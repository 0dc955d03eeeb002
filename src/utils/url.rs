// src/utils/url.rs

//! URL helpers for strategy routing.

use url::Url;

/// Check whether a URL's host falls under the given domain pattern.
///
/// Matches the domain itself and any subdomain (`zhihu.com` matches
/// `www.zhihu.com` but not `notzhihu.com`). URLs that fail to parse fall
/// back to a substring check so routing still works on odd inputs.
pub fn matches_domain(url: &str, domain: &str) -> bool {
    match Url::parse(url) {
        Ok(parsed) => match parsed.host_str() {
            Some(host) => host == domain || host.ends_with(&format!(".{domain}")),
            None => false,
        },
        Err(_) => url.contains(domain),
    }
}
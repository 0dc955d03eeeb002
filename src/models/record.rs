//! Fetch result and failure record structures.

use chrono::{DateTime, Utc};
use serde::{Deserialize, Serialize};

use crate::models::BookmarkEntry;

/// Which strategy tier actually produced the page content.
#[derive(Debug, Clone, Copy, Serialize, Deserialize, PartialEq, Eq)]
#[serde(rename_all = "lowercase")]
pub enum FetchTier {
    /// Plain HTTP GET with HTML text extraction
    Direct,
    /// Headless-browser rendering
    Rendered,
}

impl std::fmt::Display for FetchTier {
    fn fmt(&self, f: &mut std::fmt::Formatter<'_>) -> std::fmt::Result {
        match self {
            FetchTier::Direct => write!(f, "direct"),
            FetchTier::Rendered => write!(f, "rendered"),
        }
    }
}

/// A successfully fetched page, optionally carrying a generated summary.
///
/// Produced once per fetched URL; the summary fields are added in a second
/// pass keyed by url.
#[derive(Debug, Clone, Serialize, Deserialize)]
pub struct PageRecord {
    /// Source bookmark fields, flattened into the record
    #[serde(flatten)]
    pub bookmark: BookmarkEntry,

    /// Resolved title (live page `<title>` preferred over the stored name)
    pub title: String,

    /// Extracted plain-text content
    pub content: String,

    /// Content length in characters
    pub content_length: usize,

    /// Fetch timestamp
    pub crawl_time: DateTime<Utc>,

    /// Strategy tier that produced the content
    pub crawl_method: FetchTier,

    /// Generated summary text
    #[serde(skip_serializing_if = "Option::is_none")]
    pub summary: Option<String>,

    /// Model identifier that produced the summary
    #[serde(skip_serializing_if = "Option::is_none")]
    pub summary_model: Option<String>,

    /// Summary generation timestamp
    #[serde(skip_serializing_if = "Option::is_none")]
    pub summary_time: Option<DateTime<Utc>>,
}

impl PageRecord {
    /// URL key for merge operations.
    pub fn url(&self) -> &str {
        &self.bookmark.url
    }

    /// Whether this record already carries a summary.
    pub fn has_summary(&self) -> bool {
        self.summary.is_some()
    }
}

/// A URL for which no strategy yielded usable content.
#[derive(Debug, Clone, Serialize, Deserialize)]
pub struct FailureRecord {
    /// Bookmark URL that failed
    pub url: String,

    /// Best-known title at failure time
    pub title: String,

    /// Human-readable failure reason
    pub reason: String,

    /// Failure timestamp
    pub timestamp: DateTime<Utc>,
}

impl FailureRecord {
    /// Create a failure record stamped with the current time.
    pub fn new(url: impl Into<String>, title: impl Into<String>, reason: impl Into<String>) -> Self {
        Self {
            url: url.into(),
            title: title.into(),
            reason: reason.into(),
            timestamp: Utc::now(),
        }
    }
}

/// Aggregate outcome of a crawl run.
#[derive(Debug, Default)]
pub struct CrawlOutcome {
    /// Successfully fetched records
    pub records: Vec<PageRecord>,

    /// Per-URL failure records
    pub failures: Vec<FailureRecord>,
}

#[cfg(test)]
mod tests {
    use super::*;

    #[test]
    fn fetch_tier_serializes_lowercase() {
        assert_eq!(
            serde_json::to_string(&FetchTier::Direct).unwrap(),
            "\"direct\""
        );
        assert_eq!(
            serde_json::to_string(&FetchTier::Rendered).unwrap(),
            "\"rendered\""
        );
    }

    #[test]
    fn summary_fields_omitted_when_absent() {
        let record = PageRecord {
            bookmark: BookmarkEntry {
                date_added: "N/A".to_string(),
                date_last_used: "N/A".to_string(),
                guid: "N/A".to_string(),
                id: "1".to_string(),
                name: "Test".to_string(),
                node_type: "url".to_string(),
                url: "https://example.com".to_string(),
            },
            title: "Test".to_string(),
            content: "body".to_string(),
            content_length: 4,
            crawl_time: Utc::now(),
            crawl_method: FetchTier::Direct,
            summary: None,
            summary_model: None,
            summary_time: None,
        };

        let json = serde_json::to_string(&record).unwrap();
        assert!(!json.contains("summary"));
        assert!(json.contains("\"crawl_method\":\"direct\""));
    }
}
-------
Return every record above exactly as it appears.

Written response:
repository 0dc955d03eeeb002
filename src/utils/url.rs
// src/utils/url.rs

//! URL helpers for strategy routing.

use url::Url;

/// Check whether a URL's host falls under the given domain pattern.
///
/// Matches the domain itself and any subdomain (`zhihu.com` matches
/// `www.zhihu.com` but not `notzhihu.com`). URLs that fail to parse fall
/// back to a substring check so routing still works on odd inputs.
pub fn matches_domain(url: &str, domain: &str) -> bool {
    match Url::parse(url) {
        Ok(parsed) => match parsed.host_str() {
            Some(host) => host == domain || host.ends_with(&format!(".{domain}")),
            None => false,
        },
        Err(_) => url.contains(domain),
    }
}
repository 0dc955d03eeeb002
filename src/models/record.rs
//! Fetch result and failure record structures.

use chrono::{DateTime, Utc};
use serde::{Deserialize, Serialize};

use crate::models::BookmarkEntry;

/// Which strategy tier actually produced the page content.
#[derive(Debug, Clone, Copy, Serialize, Deserialize, PartialEq, Eq)]
#[serde(rename_all = "lowercase")]
pub enum FetchTier {
    /// Plain HTTP GET with HTML text extraction
    Direct,
    /// Headless-browser rendering
    Rendered,
}

impl std::fmt::Display for FetchTier {
    fn fmt(&self, f: &mut std::fmt::Formatter<'_>) -> std::fmt::Result {
        match self {
            FetchTier::Direct => write!(f, "direct"),
            FetchTier::Rendered => write!(f, "rendered"),
        }
    }
}

/// A successfully fetched page, optionally carrying a generated summary.
///
/// Produced once per fetched URL; the summary fields are added in a second
/// pass keyed by url.
#[derive(Debug, Clone, Serialize, Deserialize)]
pub struct PageRecord {
    /// Source bookmark fields, flattened into the record
    #[serde(flatten)]
    pub bookmark: BookmarkEntry,

    /// Resolved title (live page `<title>` preferred over the stored name)
    pub title: String,

    /// Extracted plain-text content
    pub content: String,

    /// Content length in characters
    pub content_length: usize,

    /// Fetch timestamp
    pub crawl_time: DateTime<Utc>,

    /// Strategy tier that produced the content
    pub crawl_method: FetchTier,

    /// Generated summary text
    #[serde(skip_serializing_if = "Option::is_none")]
    pub summary: Option<String>,

    /// Model identifier that produced the summary
    #[serde(skip_serializing_if = "Option::is_none")]
    pub summary_model: Option<String>,

    /// Summary generation timestamp
    #[serde(skip_serializing_if = "Option::is_none")]
    pub summary_time: Option<DateTime<Utc>>,
}

impl PageRecord {
    /// URL key for merge operations.
    pub fn url(&self) -> &str {
        &self.bookmark.url
    }

    /// Whether this record already carries a summary.
    pub fn has_summary(&self) -> bool {
        self.summary.is_some()
    }
}

/// A URL for which no strategy yielded usable content.
#[derive(Debug, Clone, Serialize, Deserialize)]
pub struct FailureRecord {
    /// Bookmark URL that failed
    pub url: String,

    /// Best-known title at failure time
    pub title: String,

    /// Human-readable failure reason
    pub reason: String,

    /// Failure timestamp
    pub timestamp: DateTime<Utc>,
}

impl FailureRecord {
    /// Create a failure record stamped with the current time.
    pub fn new(url: impl Into<String>, title: impl Into<String>, reason: impl Into<String>) -> Self {
        Self {
            url: url.into(),
            title: title.into(),
            reason: reason.into(),
            timestamp: Utc::now(),
        }
    }
}

/// Aggregate outcome of a crawl run.
#[derive(Debug, Default)]
pub struct CrawlOutcome {
    /// Successfully fetched records
    pub records: Vec<PageRecord>,

    /// Per-URL failure records
    pub failures: Vec<FailureRecord>,
}

#[cfg(test)]
mod tests {
    use super::*;

    #[test]
    fn fetch_tier_serializes_lowercase() {
        assert_eq!(
            serde_json::to_string(&FetchTier::Direct).unwrap(),
            "\"direct\""
        );
        assert_eq!(
            serde_json::to_string(&FetchTier::Rendered).unwrap(),
            "\"rendered\""
        );
    }

    #[test]
    fn summary_fields_omitted_when_absent() {
        let record = PageRecord {
            bookmark: BookmarkEntry {
                date_added: "N/A".to_string(),
                date_last_used: "N/A".to_string(),
                guid: "N/A".to_string(),
                id: "1".to_string(),
                name: "Test".to_string(),
                node_type: "url".to_string(),
                url: "https://example.com".to_string(),
            },
            title: "Test".to_string(),
            content: "body".to_string(),
            content_length: 4,
            crawl_time: Utc::now(),
            crawl_method: FetchTier::Direct,
            summary: None,
            summary_model: None,
            summary_time: None,
        };

        let json = serde_json::to_string(&record).unwrap();
        assert!(!json.contains("summary"));
        assert!(json.contains("\"crawl_method\":\"direct\""));
    }
}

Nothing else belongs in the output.